The magnitude of increases in LCRs, particularly in Southern California, led to substantial concern regarding the study and how its results should be translated into LSE procurement obligations. AReM recommends, among other things, that year-to-year increases in LCRs be capped at 10%. Drawing on the capping approach espoused by AReM, Aglet recommends a cap of 5%. SCE contends that the 2008 LCR study inappropriately used outages of intertie transmission lines to define local needs in both the Big Creek/Ventura Area and the LA Basin Area. SCE believes the increases in the amount of local generation required are therefore improper. SCE recommends that the LCR study be modified to recognize that San Diego area generation relieves South-of-Lugo loading. SCE further recommends that the LCR for the Big Creek/Ventura Area be defined by outages within the area, not on the contingencies identified by the CAISO. If the Commission approves the establishment of the Big Creek/Ventura Area, SCE believes that the Commission should either (1) not establish a local procurement requirement for that area based on the 2008 LCR study5 or (2) if it does establish such a procurement obligation, explicitly waive penalties for LSEs that fail to meet their local requirement for the Big Creek/Ventura Area.
The 2007 to 2008 LCR increase for the LA Basin Area appears large, but it is explained by a combination of load growth and an up-to-date evaluation of the effect of transmission upgrades on the South-of-Lugo operational path rating. The CAISO notes that if accurate data had been available for the 2007 study, the LA Basin Area LCR for 2007 would have been 9,923 MW, not 8,843 MW. Stated differently, the 2007 LCR study understated LA Basin Area requirements due to the lack of a current evaluation of the path rating. That does not render the 2008 study inaccurate or unreasonable, however. On the contrary, now that more current information regarding the path rating is available, it would be unreasonable to adhere to an understated LCR determination that was made a year ago in connection with the 2007 study.

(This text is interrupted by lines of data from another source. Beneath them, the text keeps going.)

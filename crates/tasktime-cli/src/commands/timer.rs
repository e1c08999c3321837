use clap::Subcommand;
use serde_json::json;
use tasktime_core::time::{format_for_display, format_hms};
use tasktime_core::{Event, Ticker, TimerMethod, Tracker};

use super::{open_tracker, print_json, CliResult};

#[derive(Subcommand)]
pub enum TimerAction {
    /// Start timing a task
    Start {
        /// Task ID
        task_id: String,
        /// Override the task's timer method
        #[arg(long)]
        method: Option<TimerMethod>,
    },
    /// Pause the running session
    Pause,
    /// Resume the paused session
    Resume,
    /// Stop the session and record its time
    Stop,
    /// Forget the active session without recording it
    Reset,
    /// Move the pomodoro cycle to its next phase
    NextPhase,
    /// Print current timer state as JSON
    Status,
    /// Print progress every second until the phase ends or Ctrl-C
    Watch {
        /// Advance pomodoro phases automatically instead of exiting
        #[arg(long)]
        auto_advance: bool,
    },
}

pub fn run(action: TimerAction) -> CliResult {
    let mut tracker = open_tracker()?;

    match action {
        TimerAction::Start { task_id, method } => {
            let event = tracker.start_timer(&task_id, method)?;
            print_json(&event)?;
        }
        TimerAction::Pause => {
            let event = tracker.pause_timer()?;
            print_event_or_status(&mut tracker, event)?;
        }
        TimerAction::Resume => {
            let event = tracker.resume_timer()?;
            print_event_or_status(&mut tracker, event)?;
        }
        TimerAction::Stop => {
            let events = tracker.stop_timer()?;
            print_json(&events)?;
        }
        TimerAction::Reset => {
            tracker.reset_timer()?;
            print_json(&json!({ "type": "timer_reset" }))?;
        }
        TimerAction::NextPhase => {
            let event = tracker.next_phase()?;
            print_event_or_status(&mut tracker, event)?;
        }
        TimerAction::Status => {
            print_status(&mut tracker)?;
        }
        TimerAction::Watch { auto_advance } => {
            let runtime = tokio::runtime::Builder::new_current_thread()
                .enable_all()
                .build()?;
            runtime.block_on(watch(&mut tracker, auto_advance))?;
        }
    }
    Ok(())
}

fn print_event_or_status(tracker: &mut Tracker, event: Option<Event>) -> CliResult {
    match event {
        Some(event) => print_json(&event),
        None => print_status(tracker),
    }
}

fn print_status(tracker: &mut Tracker) -> CliResult {
    let progress = tracker.refresh_elapsed();
    let elapsed = tracker.timer().live_elapsed_secs(tracker.repository());
    print_json(&json!({
        "state": tracker.timer().state(),
        "elapsed": format_hms(elapsed),
        "progress": progress,
    }))
}

async fn watch(tracker: &mut Tracker, auto_advance: bool) -> CliResult {
    if !tracker.timer().state().is_active() {
        return Err("no active session".into());
    }

    let mut ticker = Ticker::every_second();
    loop {
        tokio::select! {
            tick = ticker.tick() => {
                if tick.is_none() {
                    break;
                }
                let Some(progress) = tracker.refresh_elapsed() else {
                    break;
                };
                println!(
                    "{}",
                    json!({ "display": format_for_display(progress.elapsed_secs), "progress": progress })
                );

                if tracker.timer().phase_complete() {
                    // no session mutation while ticks are in flight
                    ticker.cancel();
                    if auto_advance && tracker.timer().state().timer_method == TimerMethod::Pomodoro {
                        if let Some(event) = tracker.next_phase()? {
                            println!("{}", serde_json::to_string(&event)?);
                        }
                        ticker = Ticker::every_second();
                    } else {
                        println!("{}", json!({ "type": "phase_complete" }));
                        break;
                    }
                }
            }
            _ = tokio::signal::ctrl_c() => {
                ticker.cancel();
                break;
            }
        }
    }
    Ok(())
}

SCE's objection to the establishment of the Big Creek/Ventura Area is based on the contention that the CAISO has changed the LCR study approach by using the contingency of an intertie outage. This objection does not appear to be well-founded, since the potential universe of transmission outages that may be considered for purposes of identifying the most severe contingency has consistently encompassed any transmission line, including interties. We find no substantial grounds for invalidating the LCR study, and therefore find that the Big Creek/Ventura Area should be established without a phase-in or blanket penalty waivers as proposed by SCE. No party has shown that the existing waiver procedure that was adopted by D.06-06-064 is inadequate to address LSEs' concerns about potential market power, if any, that may be associated with the Big Creek/Ventura Area. LSEs have been on notice since the March 2007 release of the 2008 LCR study that CAISO is proposing to establish the new area. As the CAISO notes, the implementation schedule for procurement obligations arising from the newly identified area is comparable to the schedule that was followed when local procurement obligations were first established last year pursuant to D.06-06-064. Similarly, we find inadequate justification for capping the year-to-year LCR increases as suggested by AReM and Aglet.

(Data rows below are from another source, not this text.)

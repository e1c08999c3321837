//! Async REST client for the optional sync backend.

use std::sync::{Arc, Mutex};
use std::time::Duration;

use reqwest::header::ACCEPT;
use reqwest::{Client, Method, RequestBuilder};
use serde::de::DeserializeOwned;
use serde::Serialize;
use serde_json::{json, Value};
use tracing::{debug, warn};
use url::Url;

use super::error::ApiError;
use super::types::*;
use crate::storage::ApiConfig;
use crate::task::{Category, Task, TimerSession};

const PLATFORM_HEADER: &str = "X-Client-Platform";
const VERSION_HEADER: &str = "X-Client-Version";

/// Client for the remote API.
///
/// Cloning is cheap and clones share the bearer token, so a 401 seen by one
/// clone signs all of them out.
#[derive(Clone)]
pub struct ApiClient {
    http: Client,
    base_url: String,
    platform: String,
    client_version: String,
    token: Arc<Mutex<Option<String>>>,
}

impl ApiClient {
    pub fn new(config: &ApiConfig) -> Result<Self, ApiError> {
        let base_url = config.base_url.trim_end_matches('/').to_string();
        Url::parse(&base_url).map_err(|e| ApiError::invalid_url(&base_url, &e))?;
        let http = Client::builder()
            .timeout(Duration::from_secs(config.timeout_secs))
            .build()
            .map_err(|e| ApiError::from_transport(&e))?;
        Ok(Self {
            http,
            base_url,
            platform: config.platform.clone(),
            client_version: config.client_version.clone(),
            token: Arc::new(Mutex::new(None)),
        })
    }

    pub fn with_token(self, token: impl Into<String>) -> Self {
        self.set_token(Some(token.into()));
        self
    }

    pub fn base_url(&self) -> &str {
        &self.base_url
    }

    pub fn token(&self) -> Option<String> {
        self.token.lock().unwrap_or_else(|e| e.into_inner()).clone()
    }

    pub fn set_token(&self, token: Option<String>) {
        *self.token.lock().unwrap_or_else(|e| e.into_inner()) = token;
    }

    pub fn is_authenticated(&self) -> bool {
        self.token().is_some()
    }

    // ── Tasks ────────────────────────────────────────────────────────

    pub async fn list_tasks(&self, query: &TaskQuery) -> Result<ApiResponse<TaskPage>, ApiError> {
        self.send(self.builder(Method::GET, "/tasks")?.query(query)).await
    }

    pub async fn get_task(&self, id: &str) -> Result<ApiResponse<Task>, ApiError> {
        self.get(&format!("/tasks/{id}")).await
    }

    pub async fn create_task(&self, body: &CreateTaskRequest) -> Result<ApiResponse<Task>, ApiError> {
        self.with_body(Method::POST, "/tasks", body).await
    }

    pub async fn update_task(&self, id: &str, body: &UpdateTaskRequest) -> Result<ApiResponse<Task>, ApiError> {
        self.with_body(Method::PUT, &format!("/tasks/{id}"), body).await
    }

    pub async fn delete_task(&self, id: &str) -> Result<ApiResponse<Value>, ApiError> {
        self.delete(&format!("/tasks/{id}")).await
    }

    /// Upload the full local task list.
    pub async fn sync_tasks(&self, tasks: &[Task]) -> Result<ApiResponse<TaskList>, ApiError> {
        self.with_body(Method::POST, "/tasks/sync", &json!({ "tasks": tasks })).await
    }

    // ── Sessions ─────────────────────────────────────────────────────

    pub async fn list_sessions(&self, query: &SessionQuery) -> Result<ApiResponse<SessionPage>, ApiError> {
        self.send(self.builder(Method::GET, "/sessions")?.query(query)).await
    }

    pub async fn get_session(&self, id: &str) -> Result<ApiResponse<TimerSession>, ApiError> {
        self.get(&format!("/sessions/{id}")).await
    }

    pub async fn start_session(&self, body: &StartSessionRequest) -> Result<ApiResponse<TimerSession>, ApiError> {
        self.with_body(Method::POST, "/sessions", body).await
    }

    pub async fn pause_session(
        &self,
        id: &str,
        body: &PauseSessionRequest,
    ) -> Result<ApiResponse<TimerSession>, ApiError> {
        self.with_body(Method::PUT, &format!("/sessions/{id}/pause"), body).await
    }

    pub async fn resume_session(
        &self,
        id: &str,
        body: &ResumeSessionRequest,
    ) -> Result<ApiResponse<TimerSession>, ApiError> {
        self.with_body(Method::PUT, &format!("/sessions/{id}/resume"), body).await
    }

    pub async fn stop_session(
        &self,
        id: &str,
        body: &StopSessionRequest,
    ) -> Result<ApiResponse<TimerSession>, ApiError> {
        self.with_body(Method::PUT, &format!("/sessions/{id}/stop"), body).await
    }

    pub async fn delete_session(&self, id: &str) -> Result<ApiResponse<Value>, ApiError> {
        self.delete(&format!("/sessions/{id}")).await
    }

    pub async fn sync_sessions(&self, sessions: &[TimerSession]) -> Result<ApiResponse<SessionList>, ApiError> {
        self.with_body(Method::POST, "/sessions/sync", &json!({ "sessions": sessions }))
            .await
    }

    // ── Categories ───────────────────────────────────────────────────

    pub async fn list_categories(&self) -> Result<ApiResponse<Vec<Category>>, ApiError> {
        self.get("/categories").await
    }

    pub async fn get_category(&self, id: &str) -> Result<ApiResponse<Category>, ApiError> {
        self.get(&format!("/categories/{id}")).await
    }

    pub async fn create_category(&self, body: &CreateCategoryRequest) -> Result<ApiResponse<Category>, ApiError> {
        self.with_body(Method::POST, "/categories", body).await
    }

    pub async fn update_category(
        &self,
        id: &str,
        body: &UpdateCategoryRequest,
    ) -> Result<ApiResponse<Category>, ApiError> {
        self.with_body(Method::PUT, &format!("/categories/{id}"), body).await
    }

    pub async fn delete_category(&self, id: &str) -> Result<ApiResponse<Value>, ApiError> {
        self.delete(&format!("/categories/{id}")).await
    }

    pub async fn sync_categories(&self, categories: &[Category]) -> Result<ApiResponse<CategoryList>, ApiError> {
        self.with_body(Method::POST, "/categories/sync", &json!({ "categories": categories }))
            .await
    }

    // ── Stats ────────────────────────────────────────────────────────

    pub async fn stats(&self, query: &StatsQuery) -> Result<ApiResponse<UserStats>, ApiError> {
        self.send(self.builder(Method::GET, "/stats")?.query(query)).await
    }

    pub async fn daily_stats(&self, query: &StatsQuery) -> Result<ApiResponse<Vec<DailyStats>>, ApiError> {
        self.send(self.builder(Method::GET, "/stats/daily")?.query(query)).await
    }

    pub async fn weekly_stats(&self, query: &StatsQuery) -> Result<ApiResponse<Vec<WeeklyStats>>, ApiError> {
        self.send(self.builder(Method::GET, "/stats/weekly")?.query(query)).await
    }

    // ── Plumbing ─────────────────────────────────────────────────────

    async fn get<T: DeserializeOwned>(&self, path: &str) -> Result<ApiResponse<T>, ApiError> {
        self.send(self.builder(Method::GET, path)?).await
    }

    async fn delete<T: DeserializeOwned>(&self, path: &str) -> Result<ApiResponse<T>, ApiError> {
        self.send(self.builder(Method::DELETE, path)?).await
    }

    async fn with_body<T, B>(&self, method: Method, path: &str, body: &B) -> Result<ApiResponse<T>, ApiError>
    where
        T: DeserializeOwned,
        B: Serialize + ?Sized,
    {
        self.send(self.builder(method, path)?.json(body)).await
    }

    fn builder(&self, method: Method, path: &str) -> Result<RequestBuilder, ApiError> {
        let raw = format!("{}{path}", self.base_url);
        let url = Url::parse(&raw).map_err(|e| ApiError::invalid_url(&raw, &e))?;
        let mut request = self
            .http
            .request(method, url)
            .header(ACCEPT, "application/json")
            .header(PLATFORM_HEADER, &self.platform)
            .header(VERSION_HEADER, &self.client_version);
        if let Some(token) = self.token() {
            request = request.bearer_auth(token);
        }
        Ok(request)
    }

    async fn send<T: DeserializeOwned>(&self, request: RequestBuilder) -> Result<ApiResponse<T>, ApiError> {
        let response = request.send().await.map_err(|e| {
            let err = ApiError::from_transport(&e);
            warn!(kind = ?err.kind, "request failed: {e}");
            err
        })?;
        let status = response.status();
        let text = response
            .text()
            .await
            .map_err(|e| ApiError::from_transport(&e))?;

        if !status.is_success() {
            let body = serde_json::from_str(&text).unwrap_or(Value::Null);
            let err = ApiError::from_response(status.as_u16(), &body);
            if err.is_unauthorized() {
                warn!("unauthorized response, clearing credentials");
                self.set_token(None);
            }
            return Err(err);
        }

        let body: Value = if text.trim().is_empty() {
            Value::Null
        } else {
            serde_json::from_str(&text).map_err(|e| ApiError::invalid_body(status.as_u16(), &e))?
        };
        let message = body
            .get("message")
            .and_then(Value::as_str)
            .map(str::to_string);
        let data = serde_json::from_value(body.get("data").cloned().unwrap_or(Value::Null))
            .map_err(|e| ApiError::invalid_body(status.as_u16(), &e))?;
        debug!(status = status.as_u16(), "api response");

        Ok(ApiResponse {
            data,
            status: status.as_u16(),
            message,
            success: true,
        })
    }
}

The LCR study is based on 1-in-10 year summer peak load forecasts. Aglet believes that the use of 1-in-10 forecasts leads to a high level of RA procurement that is not cost-effective. Aglet proposes that we approve local procurement obligations based on 1-in-5 forecasts. Using (1) "willingness to pay" data from a value-of-service study prepared for PG&E, (2) assumptions about RA resource costs drawn from the CAISO's Reliability Cost Services Tariff, and (3) an estimate that the 1-in-10 forecast leads to the procurement of an additional 364 MW by PG&E compared to a 1-in-5 standard, Aglet calculated benefit/cost ratios for various classes of PG&E customers. Aglet concluded that use of a 1-in-10 standard is not cost-effective for PG&E's residential customers unless resource costs are at or below $37/kW-year.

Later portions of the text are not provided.